I didn’t contradict her, even though I was slightly annoyed that we’d been interrupted.

“Come through, Frances,” Mum said as she ushered her into the kitchen where Adi was trying his best to understand Lois’ attempt to explain why Scooby Doo on the TV had been violently sick. “Now who on earth is that?” Mum exclaimed as the doorbell rang AGAIN. “Rosemary, please just get that will you.”

I rushed into the hallway and opened the door to Mr Foggerty and Uncle Vic both looking extremely solemn.

Uncle Vic attempted a smile, though it did look more like a grimace. “Now, young lady, is your mother in the kitchen?”

“Yes, come through, Vic,” called Mum.

I led the way into our kitchen, which was getting more crowded by the minute. I looked to Adi to try to introduce him to everyone, but he was fiddling with something on our fridge.

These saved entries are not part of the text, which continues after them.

use std::net::SocketAddr;
use std::path::{Path, PathBuf};
use std::time::Duration;

use serde::{Deserialize, Serialize};
use thiserror::Error;

use crate::dns::AddressFamily;

/// Shortest accepted poll interval. Each cycle splits its interval into a
/// probe half and a sink half, and both halves need at least a second.
pub const MIN_INTERVAL_SECS: u64 = 2;

pub const DEFAULT_HCIO_BASE_URL: &str = "https://hc-ping.com";

#[derive(Debug, Error)]
pub enum ConfigError {
    #[error("check '{check}': expected exactly one {what} variant, found {found}")]
    Variant {
        check: String,
        what: &'static str,
        found: usize,
    },
    #[error("check '{check}': {reason}")]
    Invalid { check: String, reason: String },
    #[error("Failed to read {path}: {reason}")]
    Io { path: String, reason: String },
    #[error("Failed to parse {path}: {reason}")]
    Parse { path: String, reason: String },
    #[error("check '{check}': sink setup failed: {reason}")]
    SinkSetup { check: String, reason: String },
    #[error("{what} setup failed: {reason}")]
    Setup { what: &'static str, reason: String },
}

impl ConfigError {
    fn invalid(check: &str, reason: impl Into<String>) -> Self {
        Self::Invalid {
            check: check.to_string(),
            reason: reason.into(),
        }
    }
}

/// The resolver endpoint every check queries.
#[derive(Debug, Clone, Serialize, Deserialize)]
pub struct DnsSettings {
    /// Cloudflare by default, to keep answers as uncached as possible.
    #[serde(default = "default_dns_server")]
    pub server: SocketAddr,

    #[serde(default = "default_dns_timeout_secs")]
    pub timeout_secs: u64,
}

impl Default for DnsSettings {
    fn default() -> Self {
        Self {
            server: default_dns_server(),
            timeout_secs: default_dns_timeout_secs(),
        }
    }
}

impl DnsSettings {
    pub fn timeout(&self) -> Duration {
        Duration::from_secs(self.timeout_secs)
    }
}

fn default_dns_server() -> SocketAddr {
    SocketAddr::new(
        std::net::IpAddr::V6(std::net::Ipv6Addr::new(0x2606, 0x4700, 0x4700, 0, 0, 0, 0, 0x1111)),
        53,
    )
}

fn default_dns_timeout_secs() -> u64 {
    5
}

/// One configured check as written in the config file.
///
/// The probe blocks are sibling options here; [`CheckDef::probe_variant`]
/// turns them into the single [`ProbeDef`] the check runs.
#[derive(Debug, Clone, Serialize, Deserialize)]
pub struct CheckDef {
    pub name: String,

    pub interval_secs: u64,

    #[serde(default, skip_serializing_if = "Option::is_none")]
    pub smtp: Option<SmtpDef>,

    #[serde(default, skip_serializing_if = "Option::is_none")]
    pub matrix: Option<MatrixDef>,

    #[serde(default, skip_serializing_if = "Option::is_none")]
    pub ceph: Option<CephDef>,

    #[serde(default, rename = "sink")]
    pub sinks: Vec<SinkDef>,
}

#[derive(Debug, Clone, PartialEq, Eq, Serialize, Deserialize)]
pub struct SmtpDef {
    pub domain: String,
    #[serde(default)]
    pub ipv4: bool,
}

impl SmtpDef {
    pub fn family(&self) -> AddressFamily {
        AddressFamily::from_ipv4_flag(self.ipv4)
    }
}

#[derive(Debug, Clone, PartialEq, Eq, Serialize, Deserialize)]
pub struct MatrixDef {
    pub domain: String,
    #[serde(default)]
    pub ipv4: bool,
}

impl MatrixDef {
    pub fn family(&self) -> AddressFamily {
        AddressFamily::from_ipv4_flag(self.ipv4)
    }
}

#[derive(Debug, Clone, PartialEq, Eq, Serialize, Deserialize)]
pub struct CephDef {
    /// Passed as `-n`. Omitted when unset.
    #[serde(default)]
    pub client_name: Option<String>,

    /// Passed as `-k`. Relative paths are looked up in `$CREDENTIALS_DIRECTORY`.
    #[serde(default)]
    pub keyring: Option<PathBuf>,

    #[serde(default = "default_ceph_command")]
    pub command: String,
}

fn default_ceph_command() -> String {
    "ceph".into()
}

#[derive(Debug, Clone, PartialEq, Eq)]
pub enum ProbeDef {
    Smtp(SmtpDef),
    Matrix(MatrixDef),
    Ceph(CephDef),
}

impl ProbeDef {
    pub fn kind(&self) -> &'static str {
        match self {
            Self::Smtp(_) => "smtp",
            Self::Matrix(_) => "matrix",
            Self::Ceph(_) => "ceph",
        }
    }
}

#[derive(Debug, Clone, Default, Serialize, Deserialize)]
pub struct SinkDef {
    #[serde(default, skip_serializing_if = "Option::is_none")]
    pub matrix: Option<MatrixSinkDef>,

    #[serde(default, skip_serializing_if = "Option::is_none")]
    pub hcio: Option<HcioDef>,
}

#[derive(Debug, Clone, Default, PartialEq, Eq, Serialize, Deserialize)]
pub struct MatrixSinkDef {
    /// Rooms to report into. Empty means every room the account has joined.
    #[serde(default)]
    pub rooms: Vec<String>,
}

#[derive(Debug, Clone, PartialEq, Eq, Serialize, Deserialize)]
pub struct HcioDef {
    pub uuid: String,

    #[serde(default = "default_hcio_base_url")]
    pub base_url: String,
}

fn default_hcio_base_url() -> String {
    DEFAULT_HCIO_BASE_URL.into()
}

#[derive(Debug, Clone, PartialEq, Eq)]
pub enum SinkKind {
    Matrix(MatrixSinkDef),
    Hcio(HcioDef),
}

impl SinkDef {
    pub fn variant(&self, check: &str) -> Result<SinkKind, ConfigError> {
        let mut found = Vec::new();
        if let Some(m) = &self.matrix {
            found.push(SinkKind::Matrix(m.clone()));
        }
        if let Some(h) = &self.hcio {
            found.push(SinkKind::Hcio(h.clone()));
        }
        exactly_one(found, check, "sink")
    }
}

impl CheckDef {
    pub fn interval(&self) -> Duration {
        Duration::from_secs(self.interval_secs)
    }

    pub fn probe_variant(&self) -> Result<ProbeDef, ConfigError> {
        let mut found = Vec::new();
        if let Some(smtp) = &self.smtp {
            found.push(ProbeDef::Smtp(smtp.clone()));
        }
        if let Some(matrix) = &self.matrix {
            found.push(ProbeDef::Matrix(matrix.clone()));
        }
        if let Some(ceph) = &self.ceph {
            found.push(ProbeDef::Ceph(ceph.clone()));
        }
        exactly_one(found, &self.name, "probe")
    }

    /// Checks everything that can be checked without touching the network.
    pub fn validate(&self) -> Result<(), ConfigError> {
        if self.name.trim().is_empty() {
            return Err(ConfigError::invalid(&self.name, "name must not be empty"));
        }
        if self.interval_secs < MIN_INTERVAL_SECS {
            return Err(ConfigError::invalid(
                &self.name,
                format!("interval_secs must be at least {MIN_INTERVAL_SECS}"),
            ));
        }

        match self.probe_variant()? {
            ProbeDef::Smtp(SmtpDef { domain, .. }) | ProbeDef::Matrix(MatrixDef { domain, .. }) => {
                if domain.trim().is_empty() || domain.contains('/') {
                    return Err(ConfigError::invalid(
                        &self.name,
                        format!("invalid domain '{domain}'"),
                    ));
                }
            }
            ProbeDef::Ceph(ceph) => {
                if ceph.command.trim().is_empty() {
                    return Err(ConfigError::invalid(&self.name, "ceph command must not be empty"));
                }
            }
        }

        for sink in &self.sinks {
            if let SinkKind::Hcio(hcio) = sink.variant(&self.name)? {
                if hcio.uuid.trim().is_empty() {
                    return Err(ConfigError::invalid(&self.name, "hcio uuid must not be empty"));
                }
                validate_http_url(&self.name, &hcio.base_url)?;
            }
        }

        Ok(())
    }

    pub fn uses_matrix_sink(&self) -> bool {
        self.sinks.iter().any(|s| s.matrix.is_some())
    }
}

fn exactly_one<T>(mut found: Vec<T>, check: &str, what: &'static str) -> Result<T, ConfigError> {
    if found.len() == 1 {
        if let Some(only) = found.pop() {
            return Ok(only);
        }
    }
    Err(ConfigError::Variant {
        check: check.to_string(),
        what,
        found: found.len(),
    })
}

/// Account the matrix sinks post with.
#[derive(Debug, Clone, Serialize, Deserialize)]
pub struct MatrixCredentials {
    pub homeserver: String,

    #[serde(default, skip_serializing_if = "Option::is_none")]
    pub token: Option<String>,

    /// File holding the access token, e.g. a systemd credential.
    #[serde(default, skip_serializing_if = "Option::is_none")]
    pub token_file: Option<PathBuf>,
}

impl MatrixCredentials {
    pub fn validate(&self) -> Result<(), ConfigError> {
        validate_http_url("matrix", &self.homeserver)?;
        match (&self.token, &self.token_file) {
            (Some(_), None) | (None, Some(_)) => Ok(()),
            _ => Err(ConfigError::invalid(
                "matrix",
                "exactly one of token or token_file must be set",
            )),
        }
    }

    pub fn access_token(&self) -> Result<String, ConfigError> {
        if let Some(token) = &self.token {
            return Ok(token.clone());
        }
        let path = self
            .token_file
            .as_deref()
            .ok_or_else(|| ConfigError::invalid("matrix", "no access token configured"))?;
        read_secret(path)
    }
}

fn read_secret(path: &Path) -> Result<String, ConfigError> {
    let content = std::fs::read_to_string(path).map_err(|e| ConfigError::Io {
        path: path.display().to_string(),
        reason: e.to_string(),
    })?;
    Ok(content.trim().to_string())
}

fn validate_http_url(check: &str, raw: &str) -> Result<(), ConfigError> {
    let parsed = url::Url::parse(raw)
        .map_err(|e| ConfigError::invalid(check, format!("invalid URL '{raw}': {e}")))?;
    if parsed.scheme() != "http" && parsed.scheme() != "https" {
        return Err(ConfigError::invalid(
            check,
            format!("URL must use http or https: {raw}"),
        ));
    }
    Ok(())
}

#[cfg(test)]
mod tests {
    use super::*;

    fn smtp_check() -> CheckDef {
        CheckDef {
            name: "mail".into(),
            interval_secs: 60,
            smtp: Some(SmtpDef {
                domain: "example.org".into(),
                ipv4: false,
            }),
            matrix: None,
            ceph: None,
            sinks: vec![],
        }
    }

    #[test]
    fn single_probe_variant_is_selected() {
        let check = smtp_check();
        assert_eq!(
            check.probe_variant().unwrap(),
            ProbeDef::Smtp(SmtpDef {
                domain: "example.org".into(),
                ipv4: false
            })
        );
        check.validate().unwrap();
    }

    #[test]
    fn zero_probe_variants_rejected() {
        let mut check = smtp_check();
        check.smtp = None;
        let err = check.probe_variant().unwrap_err();
        assert!(matches!(err, ConfigError::Variant { found: 0, .. }), "{err}");
    }

    #[test]
    fn two_probe_variants_rejected() {
        let mut check = smtp_check();
        check.matrix = Some(MatrixDef {
            domain: "example.org".into(),
            ipv4: true,
        });
        let err = check.validate().unwrap_err();
        assert!(matches!(err, ConfigError::Variant { found: 2, what: "probe", .. }), "{err}");
    }

    #[test]
    fn sink_needs_exactly_one_variant() {
        let empty = SinkDef::default();
        assert!(matches!(
            empty.variant("mail"),
            Err(ConfigError::Variant { found: 0, what: "sink", .. })
        ));

        let both = SinkDef {
            matrix: Some(MatrixSinkDef::default()),
            hcio: Some(HcioDef {
                uuid: "abc".into(),
                base_url: DEFAULT_HCIO_BASE_URL.into(),
            }),
        };
        assert!(matches!(
            both.variant("mail"),
            Err(ConfigError::Variant { found: 2, .. })
        ));
    }

    #[test]
    fn short_interval_rejected() {
        let mut check = smtp_check();
        check.interval_secs = 1;
        let err = check.validate().unwrap_err();
        assert!(err.to_string().contains("interval_secs"), "{err}");
    }

    #[test]
    fn empty_domain_rejected() {
        let mut check = smtp_check();
        check.smtp = Some(SmtpDef {
            domain: " ".into(),
            ipv4: true,
        });
        assert!(check.validate().is_err());
    }

    #[test]
    fn credentials_need_one_token_source() {
        let creds = MatrixCredentials {
            homeserver: "https://matrix.example.org".into(),
            token: Some("secret".into()),
            token_file: Some("/run/credentials/matrix".into()),
        };
        assert!(creds.validate().is_err());

        let creds = MatrixCredentials {
            token_file: None,
            ..creds
        };
        creds.validate().unwrap();
        assert_eq!(creds.access_token().unwrap(), "secret");
    }

    #[test]
    fn credentials_reject_non_http_homeserver() {
        let creds = MatrixCredentials {
            homeserver: "ftp://matrix.example.org".into(),
            token: Some("secret".into()),
            token_file: None,
        };
        assert!(creds.validate().is_err());
    }

    #[test]
    fn default_dns_server_is_cloudflare_v6() {
        let dns = DnsSettings::default();
        assert_eq!(dns.server.to_string(), "[2606:4700:4700::1111]:53");
        assert_eq!(dns.timeout(), Duration::from_secs(5));
    }
}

His long, slender fingers reached out to press a button on a certain fridge magnet.

“Noooooooooooo, don’t press it, Adi!” I shouted. But it was too late.

Out chimed the sound of the Scottish bagpipes and there was no time to be embarrassed. Mum, Lois, Mr Foggerty, Uncle Vic, Frances, and I lifted our skirts and trousers and started Scottish dancing with vigour. There were no discussions, no sighs, and no attempts to avoid the unavoidable. It was what we HAD to do. Poor Adi stared in shock and disbelief; but, to be fair to him, after a few seconds he did try to join in. (Badly.)

At last it was over, and everyone just carried on with their business. I was about to usher Adi out and suggest that he returned when things were a bit quieter, when all of a sudden Mum dropped the teaspoon and took a deep intake of breath.

“Oh no, the bloody bath!” she said and rushed out of the kitchen.

No one except me took a blind bit of notice of her. Frances was deep in conversation with Uncle Vic whilst simultaneously fishing tea bags out of steaming mugs. She managed to drop every single tea bag on to Uncle Vic’s shoes, which she would slowly retrieve one by one.

I was vaguely aware of Lois droning on in the background for some rice pudding, but no one appeared to be taking any notice of her, either.

Mr Foggerty took out his yellow handkerchief from his suit pocket and absentmindedly dabbed the bald patch on top of his head.

“Is it raining, dear?” Frances questioned, looking up to the ceiling.

Uh oh, I thought. There was a hastening of droplets from the ceiling, then my mum’s voice shrieked from above. “I need help up here, Rosemary. There’s water EVERYWHERE!”

The bath had overflowed again. Our poor kitchen ceiling. Would it really take another battering? How long before the entire ceiling collapsed? The drip, drip, drips were pretty steady. Uncle Vic had taken a saucepan from the cupboard and placed it strategically on the floor to catch the water. Frances was struggling with the tin opener for Lois’ rice pudding. Adi sidled towards the hallway.

“I’d better go, Rosemary,” he said. “See you tomorrow.”

I gave him a look that I hoped conveyed my frustration with the situation. “I’d better go and help my mum,” I said. “She’ll need towels, and lots of them.”

The bathroom floor was soaked and Mum was emptying bath water down the plughole whilst trying to mop up great puddles from the floor.

“Dad will go mad,” I said peeling off my already sodden socks and trying to ignore the sound of Lois’ wails which I knew would reach a crescendo in the next few minutes.

“Yes, well, we won’t tell him, Rosie. Once the kitchen ceiling dries out, I’m sure it will be fine, and I can always patch it up with a bit of Polyfilla.”

Mum had a habit of “patching things up”. The problem was she would become engrossed in whatever task she was doing and inadvertently “forget” the cake in the oven, the bath she was running, or the coffee she was making.